Лишь 12 октября 1972 года Покок объявил, что «книга о Макиавелли закончена». Теперь он занялся поисками издательства, и сначала его выбор пал на «У. У. Нортон» (W. W. Norton). Заключительная часть «Момента Макиавелли» видоизменилась. Между маем и октябрем 1972 года Покок добавил две новые главы. Работая над разделами, посвященными английской мысли начала XVIII века, он сделал ряд открытий. Покок описал широко распространенные тогда страхи, связанные с влиянием коммерческого общества на человеческую личность. Это затруднение, характерное для XVIII века, «следовало преодолеть с помощью [политического] языка, определявшего высшую ценность как нечто статичное, а историю – как движение, необходимо предполагающее деградацию». Покок рассказывал Скиннеру, как пелена постепенно спадала с его глаз. Попутно он отмечал, что в результате теория К. Б. Макферсона, считавшего XVII столетие временем расцвета «собственнического индивидуализма» («Политическая теория собственнического индивидуализма: от Гоббса к Локку» / The Political Theory of Possessive Individualism: from Hobbes to Locke, 1962), понесла большой урон:
Толчком к этому [переосмыслению] стало открытие, сделанное мной, когда я работал с такими документами, как «Обозрение дел Франции» [Review of the Affairs of France, 1704–1713] Дефо, в поисках исходных аргументов в пользу Двора. Я наткнулся на образ Кредита (системы государственных векселей) как непостоянной женщины, которая олицетворяла иррациональное течение истории и была не кем иным, как Фортуной (и в меньшей степени Фантазией), явившейся под новым именем. В итоге мне пришлось полностью переписать свою трактовку происходившей при Вильгельме и Анне полемики. Для этого я использовал заглавие «Неомакиавеллиевская политическая экономия» и доказывал, что в XVIII столетии был свой «Момент Макиавелли», когда (1) модель «добродетель – фортуна – порок» воспроизводится как «добродетель – торговля – порок» и (2) ранний капитализм, совершенно не в духе Локка и Макферсона, осмысляется в рамках парадигмы «кредит – фантазия – страсть – честь». Таким образом проявляется характерная для XVIII века версия ложного сознания, и мы видим зарождение того типа мышления, которое затем стало марксистским.
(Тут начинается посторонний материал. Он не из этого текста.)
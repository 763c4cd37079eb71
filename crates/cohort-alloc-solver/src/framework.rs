// Copyright (c) 2025 Felix Kahle.
//
// Permission is hereby granted, free of charge, to any person obtaining
// a copy of this software and associated documentation files (the
// "Software"), to deal in the Software without restriction, including
// without limitation the rights to use, copy, modify, merge, publish,
// distribute, sublicense, and/or sell copies of the Software, and to
// permit persons to whom the Software is furnished to do so, subject to
// the following conditions:
//
// The above copyright notice and this permission notice shall be
// included in all copies or substantial portions of the Software.
//
// THE SOFTWARE IS PROVIDED "AS IS", WITHOUT WARRANTY OF ANY KIND,
// EXPRESS OR IMPLIED, INCLUDING BUT NOT LIMITED TO THE WARRANTIES OF
// MERCHANTABILITY, FITNESS FOR A PARTICULAR PURPOSE AND
// NONINFRINGEMENT. IN NO EVENT SHALL THE AUTHORS OR COPYRIGHT HOLDERS BE
// LIABLE FOR ANY CLAIM, DAMAGES OR OTHER LIABILITY, WHETHER IN AN ACTION
// OF CONTRACT, TORT OR OTHERWISE, ARISING FROM, OUT OF OR IN CONNECTION
// WITH THE SOFTWARE OR THE USE OR OTHER DEALINGS IN THE SOFTWARE.

use crate::engine::EngineOutcome;
use cohort_alloc_core::SolverVariable;
use cohort_alloc_model::problem::CohortProblem;

pub trait Solver<T>
where
    T: SolverVariable,
{
    type Error;

    fn solve(&self, problem: &CohortProblem<T>) -> Result<EngineOutcome<T>, Self::Error>;
}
Дополнительные части стали идеальной прелюдией к заключительной главе об американизации добродетели, которая позволила «поместить увлечение Джефферсона классикой и его мессианские идеи в пространство Макиавелли и Харрингтона и в конечном счете дать ключ к истолкованию американской проблемы сохранения домодерных ценностей в постмодерном обществе». Покок отметил, что работа над завершением «Момента Макиавелли» оказалась «настоящим развлечением». Жаль было только, что он уже не мог пошутить в своем тексте по поводу последователей Штрауса. Впрочем, Покок на время творческого отпуска собирался отправиться в Канберру, где ему предстояла встреча с приехавшим туда Кроуфордом Броу Макферсоном. Покок уже предвкушал, как «выскажет ему все это»34. Однако, несмотря на диаметрально противоположные взгляды на развитие политической мысли, ладили они хорошо.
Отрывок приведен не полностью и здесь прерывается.